** Opening RECORDS FOR THIS TASK block **

//! BetaStatistics: the survival function of a task posterior at the
//! decision threshold, and the symmetric decision score built on it.
//!
//! `I(a, b) = Pr(θ > 0.5 | θ ~ Beta(a, b))` is evaluated through `statrs`
//! and memoised per exact `(a, b)` in a caller-owned [`SurvivalCache`].

pub mod survival;

use statrs::distribution::{Beta, ContinuousCDF};

use optkg_core::constants::DECISION_THRESHOLD;
use optkg_core::errors::StatisticsError;
use optkg_core::types::BetaParams;

pub use survival::{CacheStats, SurvivalCache};

/// Uncached `Pr(θ > 0.5)` for `θ ~ Beta(alpha, beta)`.
pub fn beta_survival(params: BetaParams) -> Result<f64, StatisticsError> {
    if !params.is_valid() {
        return Err(StatisticsError::InvalidShape {
            alpha: params.alpha,
            beta: params.beta,
            message: "shapes must be finite and > 0".to_string(),
        });
    }
    let dist = Beta::new(params.alpha, params.beta).map_err(|e| StatisticsError::InvalidShape {
        alpha: params.alpha,
        beta: params.beta,
        message: e.to_string(),
    })?;
    let value = dist.sf(DECISION_THRESHOLD);
    if !(0.0..=1.0).contains(&value) {
        return Err(StatisticsError::OutOfRange {
            alpha: params.alpha,
            beta: params.beta,
            value,
        });
    }
    Ok(value)
}

/// `h(x) = max(x, 1 - x)`: the probability of being right when deciding
/// by the more likely side.
pub fn decision_score(p: f64) -> f64 {
    p.max(1.0 - p)
}
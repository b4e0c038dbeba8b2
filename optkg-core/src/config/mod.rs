//! Configuration system for Opt-KG.
//! TOML-based, layered resolution: CLI > env > project > user > defaults.

pub mod allocation_config;
pub mod cache_config;
pub mod experiment_config;
pub mod optkg_config;
pub mod prior_config;

pub use allocation_config::{AllocationConfig, BudgetPolicy, DegeneratePolicy};
pub use cache_config::CacheConfig;
pub use experiment_config::ExperimentConfig;
pub use optkg_config::{CliOverrides, OptKgConfig};
pub use prior_config::PriorConfig;
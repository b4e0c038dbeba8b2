//! Tab-separated response files.
//!
//! One row per (task, worker) response with a header naming at least the
//! `orig_id`, `!amt_worker_ids`, `response` and `gold` columns; any other
//! columns are ignored. Rows are grouped by task in first-appearance order.

use std::path::Path;

use optkg_core::constants::{COLUMN_GOLD, COLUMN_RESPONSE, COLUMN_TASK, COLUMN_WORKER};
use optkg_core::errors::DatasetError;
use optkg_core::types::Label;

use super::Registry;

struct Columns {
    task: usize,
    worker: usize,
    response: usize,
    gold: usize,
}

impl Columns {
    fn from_header(header: &str) -> Result<Self, DatasetError> {
        let names: Vec<&str> = header.split('\t').map(str::trim).collect();
        let find = |column: &'static str| {
            names
                .iter()
                .position(|n| *n == column)
                .ok_or(DatasetError::MissingColumn { column })
        };
        Ok(Self {
            task: find(COLUMN_TASK)?,
            worker: find(COLUMN_WORKER)?,
            response: find(COLUMN_RESPONSE)?,
            gold: find(COLUMN_GOLD)?,
        })
    }

    fn width(&self) -> usize {
        self.task.max(self.worker).max(self.response).max(self.gold) + 1
    }
}

impl Registry {
    /// Load a registry from a TSV file on disk.
    pub fn from_tsv_path(path: &Path) -> Result<Self, DatasetError> {
        let content = std::fs::read_to_string(path).map_err(|_| DatasetError::FileNotFound {
            path: path.display().to_string(),
        })?;
        let registry = Self::from_tsv_str(&content)?;
        tracing::info!(
            path = %path.display(),
            tasks = registry.task_count(),
            workers = registry.worker_count(),
            responses = registry.pair_count(),
            "loaded response registry"
        );
        Ok(registry)
    }

    /// Parse a registry from TSV text.
    pub fn from_tsv_str(content: &str) -> Result<Self, DatasetError> {
        let mut lines = content.lines().enumerate();
        let header = lines
            .by_ref()
            .find(|(_, l)| !l.trim().is_empty())
            .map(|(_, l)| l)
            .ok_or(DatasetError::Empty)?;
        let columns = Columns::from_header(header)?;

        let mut builder = Registry::builder();
        for (i, line) in lines {
            let line_no = i + 1;
            if line.trim().is_empty() {
                continue;
            }
            let fields: Vec<&str> = line.split('\t').map(str::trim).collect();
            if fields.len() < columns.width() {
                return Err(DatasetError::MalformedRow {
                    line: line_no,
                    message: format!(
                        "expected at least {} fields, found {}",
                        columns.width(),
                        fields.len()
                    ),
                });
            }
            let task = fields[columns.task];
            let worker = fields[columns.worker];
            if task.is_empty() || worker.is_empty() {
                return Err(DatasetError::MalformedRow {
                    line: line_no,
                    message: "empty task or worker id".to_string(),
                });
            }
            let label = parse_label(fields[columns.response], line_no)?.ok_or_else(|| {
                DatasetError::InvalidLabel {
                    line: line_no,
                    value: fields[columns.response].to_string(),
                }
            })?;
            builder.response(task, worker, label);
            if let Some(gold) = parse_label(fields[columns.gold], line_no)? {
                builder.gold(task, gold)?;
            }
        }
        builder.build()
    }
}

/// `0`/`1` (also `0.0`/`1.0`) map to labels; empty and `NA`-style
/// markers mean "absent".
fn parse_label(raw: &str, line: usize) -> Result<Option<Label>, DatasetError> {
    let invalid = || DatasetError::InvalidLabel {
        line,
        value: raw.to_string(),
    };
    match raw {
        "" | "NA" | "NaN" | "nan" | "null" => Ok(None),
        _ => {
            let value: f64 = raw.parse().map_err(|_| invalid())?;
            if value.fract() != 0.0 {
                return Err(invalid());
            }
            Label::from_raw(value as i64).map(Some).map_err(|_| invalid())
        }
    }
}

#[cfg(test)]
mod tests {
    use super::*;

    const SAMPLE: &str = "!amt_annotation_ids\t!amt_worker_ids\torig_id\tresponse\tgold\n\
                          A1\tW1\t12\t1\t1\n\
                          A2\tW2\t12\t0\t1\n\
                          A3\tW1\t7\t0\t0\n\
                          A4\tW3\t12\t1\t1\n";

    #[test]
    fn test_rows_grouped_by_task() {
        let reg = Registry::from_tsv_str(SAMPLE).unwrap();
        assert_eq!(reg.task_count(), 2);
        assert_eq!(reg.worker_count(), 3);
        assert_eq!(reg.pair_count(), 4);

        let t12 = reg.task_id("12").unwrap();
        let workers: Vec<&str> = reg
            .responses(t12)
            .iter()
            .map(|r| reg.worker_name(r.worker))
            .collect();
        assert_eq!(workers, vec!["W1", "W2", "W3"]);
        assert_eq!(reg.gold(t12), Some(Label::Positive));
        assert_eq!(reg.gold(reg.task_id("7").unwrap()), Some(Label::Negative));
    }

    #[test]
    fn test_missing_column() {
        let err = Registry::from_tsv_str("orig_id\tresponse\tgold\n1\t1\t1\n").unwrap_err();
        assert!(matches!(
            err,
            DatasetError::MissingColumn {
                column: "!amt_worker_ids"
            }
        ));
    }

    #[test]
    fn test_absent_gold_allowed() {
        let reg = Registry::from_tsv_str(
            "orig_id\t!amt_worker_ids\tresponse\tgold\nT\tW\t1\tNA\nU\tW\t0\t\n",
        )
        .unwrap();
        assert_eq!(reg.gold(reg.task_id("T").unwrap()), None);
        assert_eq!(reg.gold(reg.task_id("U").unwrap()), None);
    }

    #[test]
    fn test_non_binary_response_rejected() {
        let err =
            Registry::from_tsv_str("orig_id\t!amt_worker_ids\tresponse\tgold\nT\tW\t2\t1\n")
                .unwrap_err();
        assert!(matches!(err, DatasetError::InvalidLabel { line: 2, .. }));
    }

    #[test]
    fn test_short_row_rejected() {
        let err = Registry::from_tsv_str("orig_id\t!amt_worker_ids\tresponse\tgold\nT\tW\n")
            .unwrap_err();
        assert!(matches!(err, DatasetError::MalformedRow { line: 2, .. }));
    }

    #[test]
    fn test_float_labels_accepted() {
        let reg = Registry::from_tsv_str(
            "orig_id\t!amt_worker_ids\tresponse\tgold\nT\tW\t1.0\t0.0\n",
        )
        .unwrap();
        let t = reg.task_id("T").unwrap();
        assert_eq!(reg.responses(t)[0].label, Label::Positive);
        assert_eq!(reg.gold(t), Some(Label::Negative));
    }
}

** Closing RECORDS FOR THIS TASK block **

» **TRY IT**: In the entries above, the lines from the one bearing "let header = lines" up to and including the one bearing "let line_no = i + 1;" should be transcribed exactly; no other line is wanted.

» **RESPONSE**:
        let header = lines
            .by_ref()
            .find(|(_, l)| !l.trim().is_empty())
            .map(|(_, l)| l)
            .ok_or(DatasetError::Empty)?;
        let columns = Columns::from_header(header)?;

        let mut builder = Registry::builder();
        for (i, line) in lines {
            let line_no = i + 1;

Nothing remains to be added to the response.